→ **TASK TO COMPLETE**: Two lines in the data below mark the range: the one with "filename crates/mjdl/src/util/path.rs" and the one with "result file name.". Return both, along with every line between them, exactly.

→ **DATA UNDER STUDY**:

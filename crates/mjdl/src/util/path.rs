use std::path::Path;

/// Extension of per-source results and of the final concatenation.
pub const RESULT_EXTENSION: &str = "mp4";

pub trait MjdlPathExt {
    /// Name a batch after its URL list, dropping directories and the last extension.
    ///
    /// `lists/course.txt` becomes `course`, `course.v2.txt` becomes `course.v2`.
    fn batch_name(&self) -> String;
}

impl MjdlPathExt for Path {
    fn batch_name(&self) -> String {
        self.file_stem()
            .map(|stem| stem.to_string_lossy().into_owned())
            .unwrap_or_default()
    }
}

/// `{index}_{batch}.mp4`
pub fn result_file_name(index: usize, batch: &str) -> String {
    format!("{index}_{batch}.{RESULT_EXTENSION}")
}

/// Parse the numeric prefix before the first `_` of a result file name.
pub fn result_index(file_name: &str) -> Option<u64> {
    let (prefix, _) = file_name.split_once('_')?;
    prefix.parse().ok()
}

...

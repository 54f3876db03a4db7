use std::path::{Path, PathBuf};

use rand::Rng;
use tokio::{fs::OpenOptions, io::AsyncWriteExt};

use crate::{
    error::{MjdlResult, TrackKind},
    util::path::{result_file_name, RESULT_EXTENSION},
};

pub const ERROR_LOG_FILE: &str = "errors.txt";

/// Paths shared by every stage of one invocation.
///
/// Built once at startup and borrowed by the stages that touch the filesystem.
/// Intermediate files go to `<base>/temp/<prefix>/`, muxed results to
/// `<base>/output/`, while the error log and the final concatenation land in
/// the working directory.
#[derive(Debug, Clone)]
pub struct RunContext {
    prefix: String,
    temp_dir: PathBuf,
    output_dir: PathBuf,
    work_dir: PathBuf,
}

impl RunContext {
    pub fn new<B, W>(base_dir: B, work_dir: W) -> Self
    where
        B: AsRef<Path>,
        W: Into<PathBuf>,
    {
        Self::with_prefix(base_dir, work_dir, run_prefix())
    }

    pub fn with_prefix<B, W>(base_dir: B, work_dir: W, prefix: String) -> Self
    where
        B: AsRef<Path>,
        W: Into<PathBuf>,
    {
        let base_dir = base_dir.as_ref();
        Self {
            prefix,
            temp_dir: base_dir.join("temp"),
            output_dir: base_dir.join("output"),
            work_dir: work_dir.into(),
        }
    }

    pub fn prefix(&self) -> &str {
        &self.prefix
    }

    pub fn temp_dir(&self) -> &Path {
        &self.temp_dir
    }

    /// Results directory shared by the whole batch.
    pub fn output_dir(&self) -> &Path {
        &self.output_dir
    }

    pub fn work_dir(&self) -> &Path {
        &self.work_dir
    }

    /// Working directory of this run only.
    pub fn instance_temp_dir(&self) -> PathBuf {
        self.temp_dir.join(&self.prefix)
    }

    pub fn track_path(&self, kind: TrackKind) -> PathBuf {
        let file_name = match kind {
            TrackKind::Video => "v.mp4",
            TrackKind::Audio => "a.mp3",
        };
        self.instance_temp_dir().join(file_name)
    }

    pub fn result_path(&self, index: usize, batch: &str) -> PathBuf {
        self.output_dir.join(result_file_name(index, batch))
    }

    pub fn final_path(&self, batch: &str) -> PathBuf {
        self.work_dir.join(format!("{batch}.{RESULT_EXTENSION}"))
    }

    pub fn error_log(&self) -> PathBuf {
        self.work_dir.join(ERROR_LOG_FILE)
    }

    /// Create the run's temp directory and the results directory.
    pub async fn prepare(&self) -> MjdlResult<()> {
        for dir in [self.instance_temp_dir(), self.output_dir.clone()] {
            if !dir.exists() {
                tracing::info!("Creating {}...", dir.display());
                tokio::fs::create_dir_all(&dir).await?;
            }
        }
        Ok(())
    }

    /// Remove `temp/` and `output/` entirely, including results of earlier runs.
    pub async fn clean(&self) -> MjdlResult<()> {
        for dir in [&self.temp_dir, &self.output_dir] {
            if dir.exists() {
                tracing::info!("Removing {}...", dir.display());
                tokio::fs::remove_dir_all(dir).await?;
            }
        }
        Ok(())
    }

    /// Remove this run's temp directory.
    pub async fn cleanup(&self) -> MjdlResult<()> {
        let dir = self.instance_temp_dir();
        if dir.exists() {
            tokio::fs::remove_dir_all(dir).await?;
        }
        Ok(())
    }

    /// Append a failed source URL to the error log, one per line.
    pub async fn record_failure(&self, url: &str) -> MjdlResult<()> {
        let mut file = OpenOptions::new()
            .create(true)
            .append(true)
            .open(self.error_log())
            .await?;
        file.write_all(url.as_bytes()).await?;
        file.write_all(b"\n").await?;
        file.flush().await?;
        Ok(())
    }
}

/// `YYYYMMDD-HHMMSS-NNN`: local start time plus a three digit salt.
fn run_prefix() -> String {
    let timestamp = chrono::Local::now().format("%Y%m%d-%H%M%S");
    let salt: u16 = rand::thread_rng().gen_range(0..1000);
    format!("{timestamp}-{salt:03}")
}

==

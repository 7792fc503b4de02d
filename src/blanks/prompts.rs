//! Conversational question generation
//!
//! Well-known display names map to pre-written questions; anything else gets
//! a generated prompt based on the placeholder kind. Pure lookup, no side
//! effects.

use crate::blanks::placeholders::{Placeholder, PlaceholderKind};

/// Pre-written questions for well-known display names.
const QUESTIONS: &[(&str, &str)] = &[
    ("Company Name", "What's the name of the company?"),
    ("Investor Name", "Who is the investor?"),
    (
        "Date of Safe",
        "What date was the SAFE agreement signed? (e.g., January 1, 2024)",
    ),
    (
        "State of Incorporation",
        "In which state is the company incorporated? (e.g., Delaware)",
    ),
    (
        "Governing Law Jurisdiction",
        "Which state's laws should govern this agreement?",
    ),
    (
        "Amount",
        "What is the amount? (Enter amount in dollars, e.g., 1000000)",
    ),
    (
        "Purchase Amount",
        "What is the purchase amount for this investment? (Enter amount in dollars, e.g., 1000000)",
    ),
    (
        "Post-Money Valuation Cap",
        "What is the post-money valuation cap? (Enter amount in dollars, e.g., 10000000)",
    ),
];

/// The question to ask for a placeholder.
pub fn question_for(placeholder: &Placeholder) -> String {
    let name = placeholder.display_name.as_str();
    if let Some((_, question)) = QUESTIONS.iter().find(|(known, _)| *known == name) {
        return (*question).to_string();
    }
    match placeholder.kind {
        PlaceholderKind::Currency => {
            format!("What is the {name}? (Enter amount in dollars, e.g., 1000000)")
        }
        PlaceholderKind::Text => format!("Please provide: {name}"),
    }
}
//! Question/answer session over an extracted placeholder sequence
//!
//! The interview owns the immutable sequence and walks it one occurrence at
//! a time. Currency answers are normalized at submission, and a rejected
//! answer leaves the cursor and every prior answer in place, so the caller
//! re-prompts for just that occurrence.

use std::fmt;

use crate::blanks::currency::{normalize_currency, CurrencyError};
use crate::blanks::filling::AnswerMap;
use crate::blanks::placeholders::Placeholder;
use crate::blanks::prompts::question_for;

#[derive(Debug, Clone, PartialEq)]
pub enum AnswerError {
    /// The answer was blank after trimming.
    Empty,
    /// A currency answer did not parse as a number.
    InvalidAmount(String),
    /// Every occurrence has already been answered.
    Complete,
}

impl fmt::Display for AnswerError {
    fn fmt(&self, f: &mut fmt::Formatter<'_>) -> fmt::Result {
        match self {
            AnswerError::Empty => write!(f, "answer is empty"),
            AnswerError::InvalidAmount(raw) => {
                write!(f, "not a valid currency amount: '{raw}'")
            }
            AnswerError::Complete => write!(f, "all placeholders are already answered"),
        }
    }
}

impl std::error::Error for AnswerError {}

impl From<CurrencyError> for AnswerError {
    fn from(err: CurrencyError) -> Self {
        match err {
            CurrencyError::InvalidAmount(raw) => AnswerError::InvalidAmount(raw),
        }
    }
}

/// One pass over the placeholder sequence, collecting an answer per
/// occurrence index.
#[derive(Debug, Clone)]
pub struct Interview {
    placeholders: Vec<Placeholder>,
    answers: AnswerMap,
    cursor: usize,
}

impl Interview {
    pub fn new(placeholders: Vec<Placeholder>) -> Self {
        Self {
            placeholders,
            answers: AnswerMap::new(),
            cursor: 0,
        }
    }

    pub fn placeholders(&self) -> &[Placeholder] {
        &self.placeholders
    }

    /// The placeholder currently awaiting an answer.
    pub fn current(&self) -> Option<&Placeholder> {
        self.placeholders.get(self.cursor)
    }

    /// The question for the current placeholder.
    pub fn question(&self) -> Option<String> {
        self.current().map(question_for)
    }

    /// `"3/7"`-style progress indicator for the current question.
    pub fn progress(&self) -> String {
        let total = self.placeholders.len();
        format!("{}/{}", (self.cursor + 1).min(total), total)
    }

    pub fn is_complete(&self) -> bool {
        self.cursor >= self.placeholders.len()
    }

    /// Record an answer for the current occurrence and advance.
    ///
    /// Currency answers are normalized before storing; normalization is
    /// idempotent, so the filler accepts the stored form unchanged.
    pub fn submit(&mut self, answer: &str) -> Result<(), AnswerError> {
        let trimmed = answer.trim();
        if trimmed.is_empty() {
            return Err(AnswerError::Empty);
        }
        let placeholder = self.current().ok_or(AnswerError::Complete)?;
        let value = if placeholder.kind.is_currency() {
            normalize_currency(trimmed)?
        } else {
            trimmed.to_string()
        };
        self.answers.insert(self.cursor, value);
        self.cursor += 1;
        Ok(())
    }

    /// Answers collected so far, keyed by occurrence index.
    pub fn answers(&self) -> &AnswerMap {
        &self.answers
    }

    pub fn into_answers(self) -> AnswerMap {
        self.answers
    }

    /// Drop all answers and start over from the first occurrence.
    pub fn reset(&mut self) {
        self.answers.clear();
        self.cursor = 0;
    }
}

→ **THE ANSWER**:
filename crates/mjdl/src/util/path.rs
use std::path::Path;

/// Extension of per-source results and of the final concatenation.
pub const RESULT_EXTENSION: &str = "mp4";

pub trait MjdlPathExt {
    /// Name a batch after its URL list, dropping directories and the last extension.
    ///
    /// `lists/course.txt` becomes `course`, `course.v2.txt` becomes `course.v2`.
    fn batch_name(&self) -> String;
}

impl MjdlPathExt for Path {
    fn batch_name(&self) -> String {
        self.file_stem()
            .map(|stem| stem.to_string_lossy().into_owned())
            .unwrap_or_default()
    }
}

/// `{index}_{batch}.mp4`
pub fn result_file_name(index: usize, batch: &str) -> String {
    format!("{index}_{batch}.{RESULT_EXTENSION}")
}

/// Parse the numeric prefix before the first `_` of a result file name.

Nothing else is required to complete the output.